## What the task requires
Down to the last character, repeat the data that follows.

Stored items
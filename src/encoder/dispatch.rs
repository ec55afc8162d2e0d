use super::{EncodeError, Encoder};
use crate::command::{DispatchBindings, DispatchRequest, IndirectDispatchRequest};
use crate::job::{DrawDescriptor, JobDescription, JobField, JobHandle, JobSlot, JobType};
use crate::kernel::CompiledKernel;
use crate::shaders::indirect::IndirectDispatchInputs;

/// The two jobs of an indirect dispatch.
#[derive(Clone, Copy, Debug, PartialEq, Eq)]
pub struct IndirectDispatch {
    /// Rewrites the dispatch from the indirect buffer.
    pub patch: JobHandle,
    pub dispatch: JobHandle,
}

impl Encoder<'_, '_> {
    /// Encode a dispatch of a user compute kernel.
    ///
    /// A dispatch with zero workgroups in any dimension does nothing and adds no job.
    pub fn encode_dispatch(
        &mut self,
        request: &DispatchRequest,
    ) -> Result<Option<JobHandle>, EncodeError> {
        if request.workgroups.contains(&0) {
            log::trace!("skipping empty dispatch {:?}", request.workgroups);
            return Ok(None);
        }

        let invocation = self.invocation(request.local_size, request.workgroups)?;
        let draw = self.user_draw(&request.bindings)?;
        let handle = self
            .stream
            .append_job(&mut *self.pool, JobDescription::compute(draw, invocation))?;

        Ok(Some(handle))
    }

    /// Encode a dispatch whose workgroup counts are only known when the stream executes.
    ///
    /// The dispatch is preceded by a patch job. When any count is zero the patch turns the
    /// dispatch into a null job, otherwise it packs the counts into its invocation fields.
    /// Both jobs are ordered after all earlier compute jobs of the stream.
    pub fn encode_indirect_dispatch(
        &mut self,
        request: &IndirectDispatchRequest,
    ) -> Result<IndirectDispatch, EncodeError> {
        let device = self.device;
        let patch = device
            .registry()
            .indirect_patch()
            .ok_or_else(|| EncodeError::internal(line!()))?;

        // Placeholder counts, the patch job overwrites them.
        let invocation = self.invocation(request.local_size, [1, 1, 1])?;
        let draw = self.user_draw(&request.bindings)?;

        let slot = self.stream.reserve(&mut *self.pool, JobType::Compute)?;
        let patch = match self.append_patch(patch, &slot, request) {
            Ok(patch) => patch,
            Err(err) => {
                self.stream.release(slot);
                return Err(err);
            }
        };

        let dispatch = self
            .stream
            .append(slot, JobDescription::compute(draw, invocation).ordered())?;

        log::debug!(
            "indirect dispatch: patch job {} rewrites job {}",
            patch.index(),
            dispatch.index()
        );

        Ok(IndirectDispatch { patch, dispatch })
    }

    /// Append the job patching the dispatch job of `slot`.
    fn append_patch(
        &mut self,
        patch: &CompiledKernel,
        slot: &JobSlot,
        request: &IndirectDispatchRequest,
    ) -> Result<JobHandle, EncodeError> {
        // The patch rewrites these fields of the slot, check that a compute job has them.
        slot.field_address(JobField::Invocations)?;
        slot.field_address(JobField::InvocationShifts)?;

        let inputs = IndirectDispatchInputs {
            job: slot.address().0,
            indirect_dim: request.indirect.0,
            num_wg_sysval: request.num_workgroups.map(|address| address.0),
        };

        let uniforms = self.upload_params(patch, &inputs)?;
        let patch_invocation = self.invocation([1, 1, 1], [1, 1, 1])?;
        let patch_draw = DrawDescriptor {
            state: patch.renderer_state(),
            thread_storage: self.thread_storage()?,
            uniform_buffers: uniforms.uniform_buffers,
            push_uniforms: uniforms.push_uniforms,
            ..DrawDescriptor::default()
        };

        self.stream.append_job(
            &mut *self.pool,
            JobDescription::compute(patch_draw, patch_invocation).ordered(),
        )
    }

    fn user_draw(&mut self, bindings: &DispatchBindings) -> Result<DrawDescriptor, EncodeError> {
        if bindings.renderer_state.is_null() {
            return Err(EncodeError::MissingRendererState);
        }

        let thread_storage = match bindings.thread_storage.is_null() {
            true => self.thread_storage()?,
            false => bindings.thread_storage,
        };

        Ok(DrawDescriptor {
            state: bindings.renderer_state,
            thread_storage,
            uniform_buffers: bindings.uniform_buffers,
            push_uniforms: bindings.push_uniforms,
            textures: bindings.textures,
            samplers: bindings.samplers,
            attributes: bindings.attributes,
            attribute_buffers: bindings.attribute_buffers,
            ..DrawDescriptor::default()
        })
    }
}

## Expected output
filename src/encoder/dispatch.rs
repository ec55afc8162d2e0d
use super::{EncodeError, Encoder};
use crate::command::{DispatchBindings, DispatchRequest, IndirectDispatchRequest};
use crate::job::{DrawDescriptor, JobDescription, JobField, JobHandle, JobSlot, JobType};
use crate::kernel::CompiledKernel;
use crate::shaders::indirect::IndirectDispatchInputs;

/// The two jobs of an indirect dispatch.
#[derive(Clone, Copy, Debug, PartialEq, Eq)]
pub struct IndirectDispatch {
    /// Rewrites the dispatch from the indirect buffer.
    pub patch: JobHandle,
    pub dispatch: JobHandle,
}

impl Encoder<'_, '_> {
    /// Encode a dispatch of a user compute kernel.
    ///
    /// A dispatch with zero workgroups in any dimension does nothing and adds no job.
    pub fn encode_dispatch(
        &mut self,
        request: &DispatchRequest,
    ) -> Result<Option<JobHandle>, EncodeError> {
        if request.workgroups.contains(&0) {
            log::trace!("skipping empty dispatch {:?}", request.workgroups);
            return Ok(None);
        }

        let invocation = self.invocation(request.local_size, request.workgroups)?;
        let draw = self.user_draw(&request.bindings)?;
        let handle = self
            .stream
            .append_job(&mut *self.pool, JobDescription::compute(draw, invocation))?;

        Ok(Some(handle))
    }

    /// Encode a dispatch whose workgroup counts are only known when the stream executes.
    ///
    /// The dispatch is preceded by a patch job. When any count is zero the patch turns the
    /// dispatch into a null job, otherwise it packs the counts into its invocation fields.
    /// Both jobs are ordered after all earlier compute jobs of the stream.
    pub fn encode_indirect_dispatch(
        &mut self,
        request: &IndirectDispatchRequest,
    ) -> Result<IndirectDispatch, EncodeError> {
        let device = self.device;
        let patch = device
            .registry()
            .indirect_patch()
            .ok_or_else(|| EncodeError::internal(line!()))?;

        // Placeholder counts, the patch job overwrites them.
        let invocation = self.invocation(request.local_size, [1, 1, 1])?;
        let draw = self.user_draw(&request.bindings)?;

        let slot = self.stream.reserve(&mut *self.pool, JobType::Compute)?;
        let patch = match self.append_patch(patch, &slot, request) {
            Ok(patch) => patch,
            Err(err) => {
                self.stream.release(slot);
                return Err(err);
            }
        };

        let dispatch = self
            .stream
            .append(slot, JobDescription::compute(draw, invocation).ordered())?;

        log::debug!(
            "indirect dispatch: patch job {} rewrites job {}",
            patch.index(),
            dispatch.index()
        );

        Ok(IndirectDispatch { patch, dispatch })
    }

    /// Append the job patching the dispatch job of `slot`.
    fn append_patch(
        &mut self,
        patch: &CompiledKernel,
        slot: &JobSlot,
        request: &IndirectDispatchRequest,
    ) -> Result<JobHandle, EncodeError> {
        // The patch rewrites these fields of the slot, check that a compute job has them.
        slot.field_address(JobField::Invocations)?;
        slot.field_address(JobField::InvocationShifts)?;

        let inputs = IndirectDispatchInputs {
            job: slot.address().0,
            indirect_dim: request.indirect.0,
            num_wg_sysval: request.num_workgroups.map(|address| address.0),
        };

        let uniforms = self.upload_params(patch, &inputs)?;
        let patch_invocation = self.invocation([1, 1, 1], [1, 1, 1])?;
        let patch_draw = DrawDescriptor {
            state: patch.renderer_state(),
            thread_storage: self.thread_storage()?,
            uniform_buffers: uniforms.uniform_buffers,
            push_uniforms: uniforms.push_uniforms,
            ..DrawDescriptor::default()
        };

        self.stream.append_job(
            &mut *self.pool,
            JobDescription::compute(patch_draw, patch_invocation).ordered(),
        )
    }

    fn user_draw(&mut self, bindings: &DispatchBindings) -> Result<DrawDescriptor, EncodeError> {
        if bindings.renderer_state.is_null() {
            return Err(EncodeError::MissingRendererState);
        }

        let thread_storage = match bindings.thread_storage.is_null() {
            true => self.thread_storage()?,
            false => bindings.thread_storage,
        };

        Ok(DrawDescriptor {
            state: bindings.renderer_state,
            thread_storage,
            uniform_buffers: bindings.uniform_buffers,
            push_uniforms: bindings.push_uniforms,
            textures: bindings.textures,
            samplers: bindings.samplers,
            attributes: bindings.attributes,
            attribute_buffers: bindings.attribute_buffers,
            ..DrawDescriptor::default()
        })
    }
}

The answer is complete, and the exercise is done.